When your writing has strong voice, your writing has charisma. It's almost as if you're watching a TV show or a movie...in your brain! The actors are all there (the words) and you're the director (the writer). Arrange the words well, make them create beautiful things, and voila, you have a masterpiece (well, that's a bit of an overstatement).
Having trouble finding voice? This is what I do:
For an informal essay (maybe even a literary analysis):
- write the way you think (directly on to your paper--don't worry about grammar and spelling, that can wait until later). This makes your writing more relatable.
- do your pondering before hand (if you're planning on making deep observations about human nature, don't ponder on the page--no one likes to see the messy thinking process, one wants to see the finished and complete idea)

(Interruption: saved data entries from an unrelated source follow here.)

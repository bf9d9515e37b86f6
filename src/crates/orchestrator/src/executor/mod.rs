//! Per-task retry and backoff classification used by agent dispatch.

pub mod retry;

pub use retry::{classify_error, retry_with_backoff, ErrorClass, RetryConfig};
//! End-to-end engine scenarios, one per named case in the design notes:
//! auto-apply, approval-required, approval timeout, circular dependency
//! detection, cascade delete, and agent fallback routing.

use std::sync::Arc;
use std::time::Duration;

use agent_runtime::task::AgentTask;
use agent_runtime::verdict::{
    DependencyVerdict, ImpactVerdict, MutationVerdict, SemanticVerdict, ValidatorVerdict,
    VerdictEnvelope,
};
use agent_runtime::{Agent, AgentError, AgentRegistration, AgentType, Verdict};
use async_trait::async_trait;
use orchestrator::config::EngineConfig;
use orchestrator::engine::Engine;
use orchestrator::{
    ApprovalDecision, ApprovalResponse, MutationProposal, OperationType, ProposalState,
};
use serde_json::json;
use spec_graph::{Edge, EdgeKind, GraphRepository, Node, NodeKind};

/// Always returns the same verdict from the primary path.
struct FixedAgent {
    id: String,
    verdict: Verdict,
}

#[async_trait]
impl Agent for FixedAgent {
    fn agent_id(&self) -> &str {
        &self.id
    }

    async fn execute_primary(&self, _task: &AgentTask) -> agent_runtime::Result<Verdict> {
        Ok(self.verdict.clone())
    }

    async fn execute_fallback(&self, _task: &AgentTask) -> agent_runtime::Result<Verdict> {
        Ok(self.verdict.clone())
    }
}

/// Always fails its primary path, forcing the fallback verdict.
struct FallbackOnlyAgent {
    id: String,
    fallback_verdict: Verdict,
}

#[async_trait]
impl Agent for FallbackOnlyAgent {
    fn agent_id(&self) -> &str {
        &self.id
    }

    async fn execute_primary(&self, _task: &AgentTask) -> agent_runtime::Result<Verdict> {
        Err(AgentError::ModelClient("primary model unavailable".to_string()))
    }

    async fn execute_fallback(&self, _task: &AgentTask) -> agent_runtime::Result<Verdict> {
        Ok(self.fallback_verdict.clone())
    }
}

fn envelope(agent_id: &str, confidence: f64, fallback_mode: bool) -> VerdictEnvelope {
    VerdictEnvelope {
        agent_id: agent_id.to_string(),
        confidence_score: confidence,
        reasoning: "test fixture".to_string(),
        fallback_mode,
    }
}

fn validator_verdict(confidence: f64, is_valid: bool) -> Verdict {
    Verdict::Validator(ValidatorVerdict {
        envelope: envelope("validator-1", confidence, false),
        is_valid,
        errors: Vec::new(),
        warnings: Vec::new(),
        suggestions: Vec::new(),
    })
}

fn dependency_verdict(confidence: f64) -> Verdict {
    Verdict::Dependency(DependencyVerdict {
        envelope: envelope("dependency-1", confidence, false),
        is_valid: true,
        circular_dependencies: Vec::new(),
        resolution_suggestions: Vec::new(),
    })
}

fn impact_verdict(confidence: f64, severity: &str) -> Verdict {
    Verdict::Impact(ImpactVerdict {
        envelope: envelope("impact-1", confidence, false),
        affected_node_ids: Vec::new(),
        impact_ratio: if severity == "high" { 0.9 } else { 0.1 },
        severity: severity.to_string(),
        recommendations: Vec::new(),
    })
}

fn semantic_verdict(confidence: f64) -> Verdict {
    Verdict::Semantic(SemanticVerdict {
        envelope: envelope("semantic-1", confidence, false),
        matches: Vec::new(),
    })
}

fn mutation_verdict(confidence: f64) -> Verdict {
    Verdict::Mutation(MutationVerdict {
        envelope: envelope("mutation-1", confidence, false),
        success: true,
        mutation_plan: None,
        alternatives: Vec::new(),
        feasibility_score: confidence,
        complexity_score: 0.1,
        risk_factors: Vec::new(),
        prerequisites: Vec::new(),
        validation_criteria: Vec::new(),
    })
}

fn register_fixed(engine: &Engine, agent_type: AgentType, id: &str, verdict: Verdict) {
    engine.register_agent(
        AgentRegistration::new(id, agent_type),
        Arc::new(FixedAgent {
            id: id.to_string(),
            verdict,
        }),
    );
}

async fn engine_with_node(config: EngineConfig) -> Engine {
    let engine = Engine::new(config);
    let node = Node::new("n1", NodeKind::Module, "n1");
    engine.repository.upsert_node(node).await.unwrap();
    engine
}

fn update_proposal() -> MutationProposal {
    MutationProposal::new(
        "n1",
        OperationType::Update,
        "v1",
        json!({"description": "clarify the overview section"}),
        "user-1",
    )
    .with_reasoning("tidy up the description")
}

/// S1: every verdict clears the auto-approve threshold, so the proposal
/// applies directly with no approval round trip.
#[tokio::test]
async fn s1_high_confidence_verdicts_auto_apply() {
    let engine = engine_with_node(EngineConfig::default()).await;
    register_fixed(&engine, AgentType::Validator, "validator-1", validator_verdict(0.95, true));
    register_fixed(&engine, AgentType::Dependency, "dependency-1", dependency_verdict(0.9));
    register_fixed(&engine, AgentType::Semantic, "semantic-1", semantic_verdict(0.9));
    register_fixed(&engine, AgentType::Impact, "impact-1", impact_verdict(0.9, "low"));
    register_fixed(&engine, AgentType::Mutation, "mutation-1", mutation_verdict(0.9));

    let result = engine.submit_proposal(update_proposal()).await.unwrap();

    assert_eq!(result.status, "success");
    assert_eq!(engine.approval_manager.pending_count(), 0);
    assert_eq!(engine.metrics.mutations_completed_total.get(), 1);

    let node = engine.repository.get_node("n1").await.unwrap();
    assert_eq!(node.description.as_deref(), Some("clarify the overview section"));
}

/// S2: a high-severity impact verdict routes to approval; approving it
/// completes the mutation.
#[tokio::test]
async fn s2_high_impact_severity_requires_approval_then_applies() {
    let engine = engine_with_node(EngineConfig::default()).await;
    register_fixed(&engine, AgentType::Validator, "validator-1", validator_verdict(0.95, true));
    register_fixed(&engine, AgentType::Dependency, "dependency-1", dependency_verdict(0.9));
    register_fixed(&engine, AgentType::Semantic, "semantic-1", semantic_verdict(0.9));
    register_fixed(&engine, AgentType::Impact, "impact-1", impact_verdict(0.9, "high"));
    register_fixed(&engine, AgentType::Mutation, "mutation-1", mutation_verdict(0.9));

    let proposal = update_proposal();
    let proposal_id = proposal.proposal_id.clone();
    let submitted = engine.submit_proposal(proposal).await.unwrap();

    assert_eq!(submitted.status, "awaiting_approval");
    assert_eq!(engine.metrics.pending_approvals.get(), 1);

    let result = engine
        .resolve_approval(
            &proposal_id,
            ApprovalDecision::Approved,
            ApprovalResponse {
                request_id: submitted.mutation_id,
                decision: ApprovalDecision::Approved,
                modified_content: None,
                responded_via: "live-editor".to_string(),
                user_notes: None,
                timestamp: chrono::Utc::now(),
            },
        )
        .await
        .unwrap();

    assert_eq!(result.status, "success");
    assert_eq!(engine.metrics.pending_approvals.get(), 0);
    let (_, state) = engine.mutation_store.get(&proposal_id).unwrap();
    assert_eq!(state, ProposalState::Applied);
}

/// S3: an approval nobody answers resolves to a system-issued rejection once
/// the timeout elapses.
#[tokio::test(start_paused = true)]
async fn s3_unanswered_approval_times_out_as_failure() {
    let engine = engine_with_node(EngineConfig::default().with_approval_timeout_seconds(5)).await;
    register_fixed(&engine, AgentType::Validator, "validator-1", validator_verdict(0.95, true));
    register_fixed(&engine, AgentType::Dependency, "dependency-1", dependency_verdict(0.9));
    register_fixed(&engine, AgentType::Semantic, "semantic-1", semantic_verdict(0.9));
    register_fixed(&engine, AgentType::Impact, "impact-1", impact_verdict(0.9, "high"));
    register_fixed(&engine, AgentType::Mutation, "mutation-1", mutation_verdict(0.9));

    let proposal = update_proposal();
    let proposal_id = proposal.proposal_id.clone();
    let submitted = engine.submit_proposal(proposal).await.unwrap();
    assert_eq!(submitted.status, "awaiting_approval");

    tokio::time::advance(Duration::from_secs(6)).await;
    tokio::task::yield_now().await;
    tokio::time::advance(Duration::from_millis(1)).await;
    tokio::task::yield_now().await;

    assert_eq!(engine.approval_manager.pending_count(), 0);
    assert_eq!(engine.metrics.pending_approvals.get(), 0);
    let (_, state) = engine.mutation_store.get(&proposal_id).unwrap();
    assert_eq!(state, ProposalState::Failed);
}

/// S4: a two-node cycle is detected as a high-severity circular dependency
/// and blocks topological ordering.
#[tokio::test]
async fn s4_two_node_cycle_is_unorderable_and_high_severity() {
    let engine = Engine::new(EngineConfig::default());
    engine.repository.upsert_node(Node::new("a", NodeKind::Module, "a")).await.unwrap();
    engine.repository.upsert_node(Node::new("b", NodeKind::Module, "b")).await.unwrap();
    engine
        .repository
        .upsert_edge(Edge::new("e1", "a", "b", EdgeKind::DependsOn))
        .await
        .unwrap();
    engine
        .repository
        .upsert_edge(Edge::new("e2", "b", "a", EdgeKind::DependsOn))
        .await
        .unwrap();

    let resolver = engine.dependency_resolver().await.unwrap();
    let cycles = resolver.detect_circular_dependencies();

    assert_eq!(cycles.len(), 1);
    assert_eq!(cycles[0].severity, "high");
    assert!(resolver.resolve_dependencies().is_none());
}

/// S5: deleting a node with cascade removes its dependent edge atomically
/// and leaves unrelated nodes untouched.
#[tokio::test]
async fn s5_cascade_delete_removes_node_and_dependent_edge() {
    let engine = Engine::new(EngineConfig::default());
    engine.repository.upsert_node(Node::new("a", NodeKind::Module, "a")).await.unwrap();
    engine.repository.upsert_node(Node::new("b", NodeKind::Module, "b")).await.unwrap();
    engine
        .repository
        .upsert_edge(Edge::new("e1", "a", "b", EdgeKind::DependsOn))
        .await
        .unwrap();

    engine.repository.delete_node("a", true).await.unwrap();

    assert!(engine.repository.get_node("a").await.is_err());
    assert!(engine.repository.get_edge("e1").await.is_err());
    assert!(engine.repository.get_node("b").await.is_ok());

    let remaining = engine
        .repository
        .query_edges(Some(EdgeKind::DependsOn), &spec_graph::QueryFilters::new())
        .await
        .unwrap();
    assert!(remaining.is_empty());
}

/// S6: a validator whose primary path fails falls back to a 0.7-confidence
/// verdict, which is below the 0.85 auto-approve threshold, so the proposal
/// routes to approval instead of applying automatically.
#[tokio::test]
async fn s6_low_confidence_fallback_verdict_routes_to_approval() {
    let engine = engine_with_node(EngineConfig::default()).await;
    engine.register_agent(
        AgentRegistration::new("validator-1", AgentType::Validator),
        Arc::new(FallbackOnlyAgent {
            id: "validator-1".to_string(),
            fallback_verdict: validator_verdict(0.7, true),
        }),
    );
    register_fixed(&engine, AgentType::Dependency, "dependency-1", dependency_verdict(0.9));
    register_fixed(&engine, AgentType::Semantic, "semantic-1", semantic_verdict(0.9));
    register_fixed(&engine, AgentType::Impact, "impact-1", impact_verdict(0.9, "low"));
    register_fixed(&engine, AgentType::Mutation, "mutation-1", mutation_verdict(0.9));

    let result = engine.submit_proposal(update_proposal()).await.unwrap();

    assert_eq!(result.status, "awaiting_approval");
    assert_eq!(engine.metrics.pending_approvals.get(), 1);
}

- be passionate (if it's an informal essay, that means you have a lot of freedom! If you believe in something, write strongly about it. A toned down voice is just plain boring--save it for the research paper)
- be sure about what you're writing about (do research beforehand, not during! If you have facts and quotes to back you up, then your writing will be sound, and you'll naturally speak in an active voice, rather than a passive voice that is unsure)
- avoid using vague words, specificity is key! Bump up adjectives like 'good' and 'bad' with words like 'benevolent' and 'monstrous'.
Hope that helps!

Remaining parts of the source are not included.